I certainly didn't want to imply that the above behaviour was the norm from 
all maintainers, and I do apologize if someone took it personally when that 
wasn't intended, but I have received reports that it's not an isolate case 
either. We do have maintainers privileges in the kernel in the sense that 
maintainers can get away with lots of questionable actions. It does *not* mean 
that those privileges are used and abused by everyone, I am personally of the 
opinion that an overwhelming majority of maintainers do their best, and most 
of them do a good job (mistakes happen, but as long as they're not recurring, 
I have no concern there). There are however cases of abuse, and I don't think 
we should be silent about them on the basis that putting them under the 
spotlight would cast a bad light on all the good maintainers we have. Quite 
the contrary, I think that ignoring issues has a more damaging potential for 
the community as a whole.

I'm thus open to proposal for an alternative vocabulary to discuss what I have 
described so far as maintainers privileges.

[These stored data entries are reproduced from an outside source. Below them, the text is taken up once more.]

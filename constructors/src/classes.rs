//! Size classes.

use std::fmt;

use serde::{Deserialize, Serialize};

/// The two plankton functional types.
#[derive(Debug, Clone, Copy, PartialEq, Eq, Hash, PartialOrd, Ord, Serialize, Deserialize)]
#[serde(rename_all = "snake_case")]
pub enum FunctionalType {
    /// Primary producers; names start with `P`.
    Phytoplankton,
    /// Grazers; names start with `Z`.
    Zooplankton,
}

impl FunctionalType {
    /// Prefix of class names of this type.
    #[must_use]
    pub fn prefix(self) -> &'static str {
        match self {
            FunctionalType::Phytoplankton => "P",
            FunctionalType::Zooplankton => "Z",
        }
    }
}

impl fmt::Display for FunctionalType {
    fn fmt(&self, f: &mut fmt::Formatter<'_>) -> fmt::Result {
        f.write_str(match self {
            FunctionalType::Phytoplankton => "phytoplankton",
            FunctionalType::Zooplankton => "zooplankton",
        })
    }
}

/// One plankton size class.
#[derive(Debug, Clone, PartialEq, Serialize)]
pub struct SizeClass {
    name: String,
    functional_type: FunctionalType,
    diameter: f64,
    ordinal: usize,
}

impl SizeClass {
    /// Class name, e.g. `P1`.
    #[must_use]
    pub fn name(&self) -> &str {
        &self.name
    }

    /// Functional type.
    #[must_use]
    pub fn functional_type(&self) -> FunctionalType {
        self.functional_type
    }

    /// Equivalent spherical diameter.
    #[must_use]
    pub fn diameter(&self) -> f64 {
        self.diameter
    }

    /// 1-based position within its functional type.
    #[must_use]
    pub fn ordinal(&self) -> usize {
        self.ordinal
    }
}

/// Every class of a model: phytoplankton first, then zooplankton, each in
/// ordinal order.
#[derive(Debug, Clone, PartialEq, Serialize)]
pub struct ClassSet {
    classes: Vec<SizeClass>,
    n_phyto: usize,
}

impl ClassSet {
    /// Builds classes from per-type diameters.
    #[must_use]
    pub fn new(phyto_diameters: &[f64], zoo_diameters: &[f64]) -> Self {
        let make = |functional_type: FunctionalType, diameters: &[f64]| {
            diameters
                .iter()
                .enumerate()
                .map(move |(i, &diameter)| SizeClass {
                    name: format!("{}{}", functional_type.prefix(), i + 1),
                    functional_type,
                    diameter,
                    ordinal: i + 1,
                })
                .collect::<Vec<_>>()
        };
        let mut classes = make(FunctionalType::Phytoplankton, phyto_diameters);
        classes.extend(make(FunctionalType::Zooplankton, zoo_diameters));
        ClassSet {
            classes,
            n_phyto: phyto_diameters.len(),
        }
    }

    /// All classes.
    #[must_use]
    pub fn classes(&self) -> &[SizeClass] {
        &self.classes
    }

    /// Phytoplankton classes.
    #[must_use]
    pub fn phytoplankton(&self) -> &[SizeClass] {
        &self.classes[..self.n_phyto]
    }

    /// Zooplankton classes.
    #[must_use]
    pub fn zooplankton(&self) -> &[SizeClass] {
        &self.classes[self.n_phyto..]
    }

    /// Class names in order.
    pub fn names(&self) -> impl Iterator<Item = &str> {
        self.classes.iter().map(SizeClass::name)
    }

    /// Looks up a class by name.
    #[must_use]
    pub fn get(&self, name: &str) -> Option<&SizeClass> {
        self.classes.iter().find(|c| c.name == name)
    }

    /// Number of classes.
    #[must_use]
    pub fn len(&self) -> usize {
        self.classes.len()
    }

    /// Whether the set is empty.
    #[must_use]
    pub fn is_empty(&self) -> bool {
        self.classes.is_empty()
    }
}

> >> Most of these patches are refactoring and cleanups of the subsystems I
> >> 
> >> maintain and I do them for three reasons:
> >>   1) Making the code more maintainable, which in the first place serves
> >>      the egoistic bastard I am, because it makes my life as a maintainer
> >>      simpler in the long run. It also allows others to work easier on
> >>      top of that, which again makes it easier for me to review.
> >>   
> >>   2) During review of a feature patch submitted by someone else, I
> >>      notice that the code is crap already and the feature adds more crap
> >>      to it.
> >>      
> >>      So I first try to nudge the submitter to fix that up, but either
> >>      it's outside their expertise level or they are simply telling me:
> >>      'I need to get this in and cleanup is outside of the scope of my
> >>      task'.
> >>      
> >>      For the latter, I just refuse to merge it most of the times, but
> >>      then I already identified how it should be done and go back to #1
> >>   
> >>   3) New hardware, new levels of scale unearth shortcomings in the code.
> >>      I get problem reports and because I deeply care about the stuff I'm
> >>      responsible for, I go and fix it if nobody else cares. Guess what,
> >>      often enough I do not even get a tested-by reply by the people who
> >>      complained in the first place. But with the knowledge of the
> >>      problem and the solution, I would be outright stupid to just put
> >>      them into /dev/null because applying them again makes my life
> >>      easier.
> >> 
> >> So again, it's a problem which has to do with the lack of review
> >> capacity and the lack of people who really care beyond the brim of their
> >> teacup.
> >> 
> >> The 'Make feature X work upstream' task mentality of companies is part
> >> of the problem along with the expectation, that maintainers will coach,
> >> educate and babysit their newbies when they have been tasked with
> >> problems way over their expertise levels. Especially the last part is
> >> frustrating for everyone. The submitter has worked on this feature for a
> >> long time just to get it shredded in pieces and then after I got
> >> frustrated by the review ping pong, I give up and fix it myself in order
> >> to have time for other things on that ever growing todo list.
> >> 
> >> This simply cannot scale at all and I'm well aware of it, but I
> >> completely disagree that this can be fixed by more formalistic
> >> processes, gitlab or whatever people dream up.
> > 
> > No disagreement here. While gitlab offers interesting features (such as CI
> > integration), no tool will magically improve our review capacity (a new
> > tool could cause a marginal influx of new reviewers currently put off by
> > the need to use e-mail, but I think that in many cases it would be
> > canceled by the exodus of current reviewers who would be forced to use
> > something else - gerrit comes to mind, I think that particular tool it
> > could kill the kernel community).
> 
> Well, to be a meaningful reviewer, you need to be sufficiently familiar with
> the code in question and, to put it bluntly, switching over to a new tool
> won't make people magically acquire that knowledge.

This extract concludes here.